There are some songs, like Circles, Gold and Liven Up, which ring less strident then the more familiar sounds of Rearrange or Tangled Up in Stars, but are still played in the jocoserious earnest which seemed to make strange anthems, if not stranger protest music, of many of the songs on the band’s previous release, Noah & The Paper Moon. I’d include Shark Song in such company too, but any element of seriousness has dropped away into a playfulness which brings the song to borders between Stealing Sheep’s usual trippy-folk and nursery rhyme (in the finest traditions of singsong memorability and practical instructions for children) All these examples have less immediacy than their more insistent fellows, but become firm favourites on subsequent listens.

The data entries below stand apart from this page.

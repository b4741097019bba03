//! Event-driven workflow.
//!
//! One consumer task per subject, all members of a single queue group so a
//! message is processed by exactly one instance. Each consumer processes one
//! message at a time, acks only after its handler's side effects succeed,
//! and periodically claims messages left pending past the ack-wait by a
//! crashed peer.

pub mod handlers;
mod external_sync;

use std::future::Future;
use std::sync::Arc;
use std::time::Duration;

use serde::Serialize;
use serde::de::DeserializeOwned;
use tokio::sync::watch;
use tokio::task::JoinHandle;

use crate::core::config::BusConfig;
use crate::core::constants::BUS_CLAIM_INTERVAL_SECS;
use crate::data::postgres::PostgresService;
use crate::data::topics::TopicService;
use crate::domain::error::CoreError;
use crate::domain::messages::{self, subjects};
use crate::external::ticketing::TicketingClient;
use crate::metrics;

/// How many stuck messages to claim per sweep
const CLAIM_BATCH: usize = 8;

pub struct Workflow {
    handlers: Arc<handlers::WorkflowHandlers>,
    topics: Arc<TopicService>,
    group: String,
    client_id: String,
    ack_wait: Duration,
}

impl Workflow {
    pub fn new(
        store: Arc<PostgresService>,
        ticketing: Arc<TicketingClient>,
        topics: Arc<TopicService>,
        config: &BusConfig,
    ) -> Self {
        Self {
            handlers: Arc::new(handlers::WorkflowHandlers::new(store, ticketing)),
            topics,
            group: config.group.clone(),
            client_id: config.client_id.clone(),
            ack_wait: config.ack_wait,
        }
    }

    /// Spawn one consumer task per subject
    pub fn start(&self, shutdown: watch::Receiver<bool>) -> Vec<JoinHandle<()>> {
        let h = &self.handlers;

        vec![
            self.spawn(subjects::BOOKING_CREATED, shutdown.clone(), {
                let h = Arc::clone(h);
                move |msg: messages::BookingCreated| {
                    let h = Arc::clone(&h);
                    async move { h.booking_created(msg).await }
                }
            }),
            self.spawn(subjects::PAYMENT_INITIATED, shutdown.clone(), {
                let h = Arc::clone(h);
                move |msg: messages::PaymentInitiated| {
                    let h = Arc::clone(&h);
                    async move { h.payment_initiated(msg).await }
                }
            }),
            self.spawn(subjects::PAYMENT_COMPLETED, shutdown.clone(), {
                let h = Arc::clone(h);
                move |msg: messages::PaymentCompleted| {
                    let h = Arc::clone(&h);
                    async move { h.payment_completed(msg).await }
                }
            }),
            self.spawn(subjects::PAYMENT_FAILED, shutdown.clone(), {
                let h = Arc::clone(h);
                move |msg: messages::PaymentFailed| {
                    let h = Arc::clone(&h);
                    async move { h.payment_failed(msg).await }
                }
            }),
            self.spawn(subjects::SEAT_SELECTED, shutdown.clone(), {
                let h = Arc::clone(h);
                move |msg: messages::SeatSelected| {
                    let h = Arc::clone(&h);
                    async move { h.seat_selected(msg).await }
                }
            }),
            self.spawn(subjects::SEAT_RELEASED, shutdown.clone(), {
                let h = Arc::clone(h);
                move |msg: messages::SeatReleased| {
                    let h = Arc::clone(&h);
                    async move { h.seat_released(msg).await }
                }
            }),
            self.spawn(subjects::BOOKING_CANCELLED, shutdown.clone(), {
                let h = Arc::clone(h);
                move |msg: messages::BookingCancelled| {
                    let h = Arc::clone(&h);
                    async move { h.booking_cancelled(msg).await }
                }
            }),
            self.spawn(subjects::BOOKING_EXPIRED, shutdown, {
                let h = Arc::clone(h);
                move |msg: messages::BookingExpired| {
                    let h = Arc::clone(&h);
                    async move { h.booking_expired(msg).await }
                }
            }),
        ]
    }

    fn spawn<T, F, Fut>(
        &self,
        subject: &'static str,
        shutdown: watch::Receiver<bool>,
        handler: F,
    ) -> JoinHandle<()>
    where
        T: Serialize + DeserializeOwned + Send + Sync + 'static,
        F: Fn(T) -> Fut + Send + Sync + 'static,
        Fut: Future<Output = Result<(), CoreError>> + Send + 'static,
    {
        let topics = Arc::clone(&self.topics);
        let group = self.group.clone();
        let consumer = format!("{}-{}", self.client_id, subject);
        let ack_wait_ms = self.ack_wait.as_millis() as u64;

        tokio::spawn(async move {
            run_consumer(topics, subject, group, consumer, ack_wait_ms, shutdown, handler).await;
        })
    }
}

async fn run_consumer<T, F, Fut>(
    topics: Arc<TopicService>,
    subject: &'static str,
    group: String,
    consumer: String,
    ack_wait_ms: u64,
    mut shutdown: watch::Receiver<bool>,
    handler: F,
) where
    T: Serialize + DeserializeOwned + Send + Sync + 'static,
    F: Fn(T) -> Fut + Send + Sync + 'static,
    Fut: Future<Output = Result<(), CoreError>> + Send + 'static,
{
    let topic = topics.stream_topic::<T>(subject);

    // Keep trying to subscribe until the backend comes up or we shut down
    let mut subscriber = loop {
        match topic.subscribe(&group, &consumer).await {
            Ok(sub) => break sub,
            Err(e) => {
                tracing::warn!(subject = %subject, error = %e, "Subscribe failed, retrying");
                tokio::select! {
                    _ = shutdown.changed() => return,
                    _ = tokio::time::sleep(Duration::from_secs(1)) => {}
                }
            }
        }
    };

    let acker = subscriber.acker();
    let mut claim_timer = tokio::time::interval(Duration::from_secs(BUS_CLAIM_INTERVAL_SECS));
    claim_timer.set_missed_tick_behavior(tokio::time::MissedTickBehavior::Delay);

    tracing::debug!(subject = %subject, group = %group, consumer = %consumer, "Consumer started");

    loop {
        tokio::select! {
            biased;

            _ = shutdown.changed() => {
                if *shutdown.borrow() {
                    tracing::debug!(subject = %subject, "Consumer stopping");
                    return;
                }
            }

            _ = claim_timer.tick() => {
                // Pick up work a crashed peer left unacked past the ack-wait
                match subscriber.claim(&consumer, ack_wait_ms, CLAIM_BATCH).await {
                    Ok(stuck) => {
                        for (id, msg) in stuck {
                            tracing::info!(subject = %subject, id = %id, "Reprocessing claimed message");
                            handle_one(subject, &handler, &acker, id, msg).await;
                        }
                    }
                    Err(e) => {
                        tracing::warn!(subject = %subject, error = %e, "Claim sweep failed");
                    }
                }
            }

            received = subscriber.recv() => {
                match received {
                    Ok((id, msg)) => {
                        handle_one(subject, &handler, &acker, id, msg).await;
                    }
                    Err((Some(id), e)) => {
                        // Undecodable payload: ack it away instead of letting
                        // it poison redelivery forever
                        tracing::error!(subject = %subject, id = %id, error = %e, "Dropping bad payload");
                        metrics::WORKFLOW_MESSAGES_TOTAL
                            .with_label_values(&[subject, "bad_payload"])
                            .inc();
                        let _ = acker.ack(&id).await;
                    }
                    Err((None, e)) => {
                        tracing::warn!(subject = %subject, error = %e, "Receive failed, backing off");
                        tokio::time::sleep(Duration::from_secs(1)).await;
                    }
                }
            }
        }
    }
}

async fn handle_one<T, F, Fut>(
    subject: &'static str,
    handler: &F,
    acker: &crate::data::topics::StreamAcker,
    id: String,
    msg: T,
) where
    F: Fn(T) -> Fut,
    Fut: Future<Output = Result<(), CoreError>>,
{
    match handler(msg).await {
        Ok(()) => {
            metrics::WORKFLOW_MESSAGES_TOTAL
                .with_label_values(&[subject, "ok"])
                .inc();
            if let Err(e) = acker.ack(&id).await {
                tracing::warn!(subject = %subject, id = %id, error = %e, "Ack failed");
            }
        }
        Err(e) => {
            // No ack: the message stays pending and is redelivered
            metrics::WORKFLOW_MESSAGES_TOTAL
                .with_label_values(&[subject, "error"])
                .inc();
            tracing::error!(subject = %subject, id = %id, error = %e, "Handler failed, message left for redelivery");
        }
    }
}
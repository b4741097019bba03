//! Shared API types: error mapping and lenient request scalars.

use axum::Json;
use axum::http::{StatusCode, header};
use axum::response::{IntoResponse, Response};
use serde::Deserialize;
use serde_json::json;

use crate::domain::CoreError;

/// Status for a seat that was not FREE at reservation time. Intentional and
/// load-bearing: the deployed surface answers 419 and clients match on it.
const SEAT_NOT_AVAILABLE: u16 = 419;

/// API error response
#[derive(Debug)]
pub enum ApiError {
    BadRequest(String),
    Unauthorized,
    Forbidden,
    NotFound(String),
    Conflict(String),
    SeatNotAvailable(String),
    ServiceUnavailable(String),
    Internal,
}

impl ApiError {
    pub fn bad_request(message: impl Into<String>) -> Self {
        Self::BadRequest(message.into())
    }
}

impl From<CoreError> for ApiError {
    fn from(e: CoreError) -> Self {
        match e {
            CoreError::Unauthorized => ApiError::Unauthorized,
            CoreError::Forbidden => ApiError::Forbidden,
            CoreError::NotFound { entity } => ApiError::NotFound(format!("{entity} not found")),
            CoreError::Conflict(msg) => ApiError::Conflict(msg),
            CoreError::SeatNotAvailable { seat_id } => {
                ApiError::SeatNotAvailable(format!("seat {seat_id} is not available"))
            }
            CoreError::Validation(msg) => ApiError::BadRequest(msg),
            CoreError::Unavailable(msg) => {
                tracing::error!(error = %msg, "Dependency unavailable");
                ApiError::ServiceUnavailable("service temporarily unavailable".into())
            }
            CoreError::Store(e) => {
                tracing::error!(error = %e, "Store error");
                ApiError::Internal
            }
            CoreError::Search(e) => {
                tracing::error!(error = %e, "Search error");
                ApiError::Internal
            }
            CoreError::External(e) => {
                tracing::error!(error = %e, "External provider error");
                ApiError::Internal
            }
            CoreError::Internal(msg) => {
                tracing::error!(error = %msg, "Internal error");
                ApiError::Internal
            }
        }
    }
}

impl IntoResponse for ApiError {
    fn into_response(self) -> Response {
        match self {
            Self::BadRequest(message) => {
                (StatusCode::BAD_REQUEST, Json(json!({ "error": message }))).into_response()
            }
            Self::Unauthorized => (
                StatusCode::UNAUTHORIZED,
                [(header::WWW_AUTHENTICATE, "Basic realm=\"Restricted\"")],
                Json(json!({ "error": "Unauthorized" })),
            )
                .into_response(),
            Self::Forbidden => (
                StatusCode::FORBIDDEN,
                Json(json!({ "error": "Forbidden" })),
            )
                .into_response(),
            Self::NotFound(message) => {
                (StatusCode::NOT_FOUND, Json(json!({ "error": message }))).into_response()
            }
            Self::Conflict(message) => {
                (StatusCode::CONFLICT, Json(json!({ "error": message }))).into_response()
            }
            Self::SeatNotAvailable(message) => (
                StatusCode::from_u16(SEAT_NOT_AVAILABLE).expect("419 is a valid status code"),
                Json(json!({ "error": message })),
            )
                .into_response(),
            // 5xx responses carry no detail
            Self::ServiceUnavailable(_) => StatusCode::SERVICE_UNAVAILABLE.into_response(),
            Self::Internal => StatusCode::INTERNAL_SERVER_ERROR.into_response(),
        }
    }
}

/// Lenient boolean for the create-event request: accepts booleans, 0/1
/// numbers and the usual truthy/falsy strings, case-insensitively.
#[derive(Debug, Clone, Copy, PartialEq, Eq, Default)]
pub struct FlexibleBool(pub bool);

impl FlexibleBool {
    pub fn as_bool(self) -> bool {
        self.0
    }
}

impl<'de> Deserialize<'de> for FlexibleBool {
    fn deserialize<D>(deserializer: D) -> Result<Self, D::Error>
    where
        D: serde::Deserializer<'de>,
    {
        let value = serde_json::Value::deserialize(deserializer)?;
        let parsed = match &value {
            serde_json::Value::Bool(b) => Some(*b),
            serde_json::Value::Number(n) => match n.as_i64() {
                Some(0) => Some(false),
                Some(1) => Some(true),
                _ => None,
            },
            serde_json::Value::String(s) => match s.to_lowercase().as_str() {
                "true" | "1" | "yes" | "on" => Some(true),
                "false" | "0" | "no" | "off" => Some(false),
                _ => None,
            },
            _ => None,
        };

        parsed.map(FlexibleBool).ok_or_else(|| {
            serde::de::Error::custom(format!("invalid boolean value: {value}"))
        })
    }
}

#[cfg(test)]
mod tests {
    use super::*;

    #[derive(Debug, Deserialize)]
    struct Wrapper {
        external: FlexibleBool,
    }

    fn parse(json: &str) -> Result<bool, serde_json::Error> {
        serde_json::from_str::<Wrapper>(json).map(|w| w.external.as_bool())
    }

    #[test]
    fn flexible_bool_accepts_many_shapes() {
        for truthy in [
            r#"{"external": true}"#,
            r#"{"external": 1}"#,
            r#"{"external": "1"}"#,
            r#"{"external": "Yes"}"#,
            r#"{"external": "ON"}"#,
        ] {
            assert!(parse(truthy).unwrap(), "{truthy}");
        }
        for falsy in [
            r#"{"external": false}"#,
            r#"{"external": 0}"#,
            r#"{"external": "no"}"#,
            r#"{"external": "Off"}"#,
            r#"{"external": "FALSE"}"#,
        ] {
            assert!(!parse(falsy).unwrap(), "{falsy}");
        }
    }

    #[test]
    fn flexible_bool_rejects_garbage() {
        assert!(parse(r#"{"external": "maybe"}"#).is_err());
        assert!(parse(r#"{"external": 2}"#).is_err());
        assert!(parse(r#"{"external": null}"#).is_err());
    }

    #[test]
    fn seat_not_available_maps_to_419() {
        let response = ApiError::SeatNotAvailable("seat s1 is not available".into()).into_response();
        assert_eq!(response.status().as_u16(), 419);
    }

    #[test]
    fn internal_errors_carry_no_detail() {
        let response = ApiError::Internal.into_response();
        assert_eq!(response.status().as_u16(), 500);
    }

    #[test]
    fn core_errors_map_to_expected_kinds() {
        assert!(matches!(
            ApiError::from(CoreError::Forbidden),
            ApiError::Forbidden
        ));
        assert!(matches!(
            ApiError::from(CoreError::not_found("booking")),
            ApiError::NotFound(_)
        ));
        assert!(matches!(
            ApiError::from(CoreError::SeatNotAvailable { seat_id: "x".into() }),
            ApiError::SeatNotAvailable(_)
        ));
        assert!(matches!(
            ApiError::from(CoreError::Conflict("mismatch".into())),
            ApiError::Conflict(_)
        ));
    }
}
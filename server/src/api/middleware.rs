//! HTTP middleware: request tracking.
//!
//! Every request runs inside its own tracing span carrying a generated
//! request id, so downstream log lines correlate without any process-global
//! context. The span plus prometheus counters replace a separate access log.

use std::time::Instant;

use axum::extract::{MatchedPath, Request};
use axum::middleware::Next;
use axum::response::Response;
use tracing::Instrument;
use uuid::Uuid;

use crate::metrics;

/// Record a structured log line and prometheus counters for every request.
///
/// The metrics path label uses the matched route pattern, not the raw URI,
/// to keep label cardinality bounded.
pub async fn track_requests(request: Request, next: Next) -> Response {
    let start = Instant::now();
    let method = request.method().clone();
    let path = request
        .extensions()
        .get::<MatchedPath>()
        .map(|p| p.as_str().to_string())
        .unwrap_or_else(|| request.uri().path().to_string());

    let request_id = Uuid::new_v4();
    let span = tracing::info_span!(
        "request",
        %request_id,
        method = %method,
        path = %path,
    );

    let response = next.run(request).instrument(span).await;

    let status = response.status();
    let latency = start.elapsed();

    metrics::HTTP_REQUESTS_TOTAL
        .with_label_values(&[method.as_str(), &path, status.as_str()])
        .inc();
    metrics::HTTP_REQUEST_DURATION
        .with_label_values(&[method.as_str(), &path])
        .observe(latency.as_secs_f64());

    if status.is_server_error() {
        tracing::error!(
            %request_id,
            method = %method,
            path = %path,
            status = status.as_u16(),
            latency_ms = latency.as_millis() as u64,
            "Request failed"
        );
    } else if status.is_client_error() {
        tracing::warn!(
            %request_id,
            method = %method,
            path = %path,
            status = status.as_u16(),
            latency_ms = latency.as_millis() as u64,
            "Request rejected"
        );
    } else {
        tracing::debug!(
            %request_id,
            method = %method,
            path = %path,
            status = status.as_u16(),
            latency_ms = latency.as_millis() as u64,
            "Request completed"
        );
    }

    response
}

Even with these shifts in tone and the presence of slightly more languid rhythms the album has a definite cohesive and unique aural identity. The experience creates the sensation of finding an ambient score which has discovered its voice(s) and the percussive intent and has taken centre-stage from its more performative rivals. Stealing Sheep’s precise polyphonies are sung in intertwined loops and swirls of carefully constructed cacophony which could and can exist absent the pulsing heartbeat of drums and cymbals, spirit detached from form, but create more gripping musics with their visceral tribalisms intact. There’s a suggestion of a hypnotic quality there, an anticipation of some deeper meaning locked in the thrum and pulse of heavier songs.

It’s strange then, and perhaps even a little (irrationally) off-putting, that as Bear Tracks fades out there are a couple of codas which stray far then farther from the rest of the album’s songs. It’s as though some last-minute hesitation put paid to the idea of releasing an album under thirty-five minutes long and led to singer/keyboard-er Becky Hawley eking a few extra minutes out of a lovely but slightly out of place piece on the piano. I’m tempted to rationalise the incongruity away, to suggest that the shift from song to ambience and then to delicate score is some slow release from the slightly dazed and dazzled mindset which Into the Diamond Sun puts its listeners into, but…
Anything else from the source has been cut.